The Falling Man is a photograph taken by Associated Press photographer Richard Drew of a man falling from the World Trade Center during the September 11 attacks in New York City. The unidentified man in the image was trapped on the upper floors of the North Tower, and it is unclear whether he fell while searching for safety or he jumped to escape the fire and smoke. The photograph was taken at exactly 9:41:15 A.M. on the day of the attacks.

The photograph was widely criticized after publication in international media on September 12, 2001, with readers labeling the image as "disturbing, cold-blooded, ghoulish, and sadistic". However, in the years following, the photo has gained acclamation.

Now regarded as a masterpiece in photojournalism, it is regarded as one of the greatest and most important pieces of art from the 21st century. A Time Magazine retrospective published in 2016 stated "Falling Man’s identity is still unknown, but he is believed to have been an employee at the Windows on the World restaurant, which sat atop the north tower. The true power of Falling Man, however, is less about who its subject was and more about what he became: a makeshift Unknown Soldier in an often unknown and uncertain war, suspended forever in history."

Background

Of the 2,606 victims killed inside the Twin Towers and on the ground in New York City during the September 11 attacks, some have estimated that at least 200 people fell to their deaths from the burning towers, while other estimates put the number around 100. All but three were witnessed falling from the North Tower, where considerably more people were trapped on far fewer floors. Most of the people who fell from the World Trade Center were jumpers who had no choice but to commit suicide by deliberately leaping to their deaths from hundreds of feet in the air as their only means of escaping the extreme heat, smoke and flames, although a much smaller percentage of the deaths were accidents caused by people losing their grip or being knocked off balance near window ledges. Officials could not recover or identify the bodies of those forced out of the towers prior to their collapse. The New York City medical examiner's office said it does not classify them as "jumpers," explaining that a 'jumper' is defined as someone who "goes to the office in the morning knowing that they will commit suicide," adding that the victims who fell from the towers did not want to die but "were forced out by the smoke and flames or blown out."
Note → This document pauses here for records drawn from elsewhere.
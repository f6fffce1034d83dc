//! データモデル定義
//!
//! バックエンドとの間でやり取りされる型:
//! - EntityResult: `search` の結果（エンティティ名とCIK）
//! - FormData / FilingEntry: `search_form_info` の結果
//! - Filing: キューに積まれ `process_filing_set` に渡される提出書類
//! - BackendState: `get_job_state` の結果

use crate::error::Result;
use serde::{Deserialize, Serialize};

/// エンティティ検索結果
#[derive(Debug, Clone, Default, PartialEq, Eq, Serialize, Deserialize)]
pub struct EntityResult {
    pub cik: String,
    #[serde(rename = "entity")]
    pub name: String,
}

/// 提出書類の状態（SEARCH → IN_QUEUE → IN_PROGRESS → DONE）
#[derive(Debug, Clone, Copy, Default, PartialEq, Eq, Hash, Serialize, Deserialize)]
#[serde(rename_all = "SCREAMING_SNAKE_CASE")]
pub enum DocumentState {
    #[default]
    Search,
    InQueue,
    InProgress,
    Done,
}

impl std::fmt::Display for DocumentState {
    fn fmt(&self, f: &mut std::fmt::Formatter<'_>) -> std::fmt::Result {
        match self {
            DocumentState::Search => write!(f, "SEARCH"),
            DocumentState::InQueue => write!(f, "IN_QUEUE"),
            DocumentState::InProgress => write!(f, "IN_PROGRESS"),
            DocumentState::Done => write!(f, "DONE"),
        }
    }
}

/// 提出書類1件
///
/// `document_address_10k` が一意キー。
#[derive(Debug, Clone, Default, PartialEq, Serialize, Deserialize)]
#[serde(rename_all = "camelCase", default)]
pub struct Filing {
    pub entity_name: String,
    pub cik_number: String,
    pub filing_type: String,
    pub filing_date: String,
    pub document_address_10k: String,
    pub extract_info: bool,
    pub state_of_incorporation: String,
    pub ein: String,
    pub hq_address: String,
    pub status: DocumentState,
}

impl Filing {
    /// キュー上のキー
    pub fn key(&self) -> &str {
        &self.document_address_10k
    }
}

/// 住所ブロック
///
/// バックエンドは文字列またはEDGARの構造化オブジェクトを返す。
#[derive(Debug, Clone, PartialEq, Serialize, Deserialize)]
#[serde(untagged)]
pub enum Address {
    Text(String),
    Parts(AddressParts),
}

#[derive(Debug, Clone, Default, PartialEq, Serialize, Deserialize)]
#[serde(rename_all = "camelCase", default)]
pub struct AddressParts {
    pub street1: Option<String>,
    pub street2: Option<String>,
    pub city: Option<String>,
    pub state_or_country: Option<String>,
    pub zip_code: Option<String>,
}

impl Address {
    /// 1行表記（空要素は除外）
    pub fn one_line(&self) -> String {
        match self {
            Address::Text(text) => text.trim().to_string(),
            Address::Parts(parts) => [
                &parts.street1,
                &parts.street2,
                &parts.city,
                &parts.state_or_country,
                &parts.zip_code,
            ]
            .into_iter()
            .filter_map(|p| p.as_deref())
            .map(str::trim)
            .filter(|p| !p.is_empty())
            .collect::<Vec<_>>()
            .join(", "),
        }
    }
}

#[derive(Debug, Clone, Default, PartialEq, Serialize, Deserialize)]
#[serde(default)]
pub struct Addresses {
    pub mailing: Option<Address>,
    pub business: Option<Address>,
}

/// `search_form_info` の提出書類エントリ
#[derive(Debug, Clone, Default, PartialEq, Serialize, Deserialize)]
#[serde(rename_all = "camelCase", default)]
pub struct FilingEntry {
    pub report_date: String,
    pub filing_date: String,
    pub document: String,
    pub form: String,
    #[serde(rename = "isXBRL")]
    pub is_xbrl: bool,
    #[serde(rename = "isInlineXBRL")]
    pub is_inline_xbrl: bool,
}

/// `search_form_info` のレスポンス
#[derive(Debug, Clone, Default, PartialEq, Serialize, Deserialize)]
#[serde(default)]
pub struct FormData {
    pub cik: String,
    pub issuing_entity: String,
    pub state_of_incorporation: Option<String>,
    pub ein: Option<String>,
    pub forms: Vec<String>,
    pub address: Addresses,
    pub filings: Vec<FilingEntry>,
}

impl FormData {
    /// JSON値からパース（`null` は該当なし）
    pub fn from_value(value: serde_json::Value) -> Result<Option<Self>> {
        Ok(serde_json::from_value(value)?)
    }

    /// 本社所在地（事業所住所を優先、なければ郵送先）
    pub fn hq_address(&self) -> String {
        self.address
            .business
            .as_ref()
            .or(self.address.mailing.as_ref())
            .map(Address::one_line)
            .unwrap_or_default()
    }

    /// 提出書類エントリごとに `Filing` を生成
    pub fn to_filings(&self) -> Vec<Filing> {
        let hq_address = self.hq_address();
        self.filings
            .iter()
            .map(|entry| Filing {
                entity_name: self.issuing_entity.clone(),
                cik_number: self.cik.clone(),
                filing_type: entry.form.clone(),
                filing_date: entry.filing_date.clone(),
                document_address_10k: entry.document.clone(),
                extract_info: true,
                state_of_incorporation: self.state_of_incorporation.clone().unwrap_or_default(),
                ein: self.ein.clone().unwrap_or_default(),
                hq_address: hq_address.clone(),
                status: DocumentState::Search,
            })
            .collect()
    }
}

/// バックエンドのジョブ状態
#[derive(Debug, Clone, Copy, Default, PartialEq, Eq, Serialize, Deserialize)]
pub enum JobState {
    #[default]
    #[serde(rename = "No Work")]
    NoWork,
    Working,
    Complete,
    Error,
}

impl std::fmt::Display for JobState {
    fn fmt(&self, f: &mut std::fmt::Formatter<'_>) -> std::fmt::Result {
        match self {
            JobState::NoWork => write!(f, "No Work"),
            JobState::Working => write!(f, "Working"),
            JobState::Complete => write!(f, "Complete"),
            JobState::Error => write!(f, "Error"),
        }
    }
}

/// `get_job_state` のレスポンス
#[derive(Debug, Clone, Default, PartialEq, Eq, Serialize, Deserialize)]
pub struct BackendState {
    pub state: JobState,
    #[serde(default)]
    pub error: Option<String>,
}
The morning of September 11, Richard Drew was on assignment for the Associated Press, photographing a maternity fashion show in Bryant Park. Alerted by his editor to the attacks, Drew took the subway to the Chambers Street subway station, near the World Trade Center site. He took the falling man image while at the corner of West and Vesey Street from a low angle. He took eight photographs in sequence, after realizing that a series of loud cracking sounds was not that of falling concrete, but rather people hitting the ground. He took between ten and twelve different sequences of images of people jumping from the tower, before having to leave the site due to the South Tower's collapse.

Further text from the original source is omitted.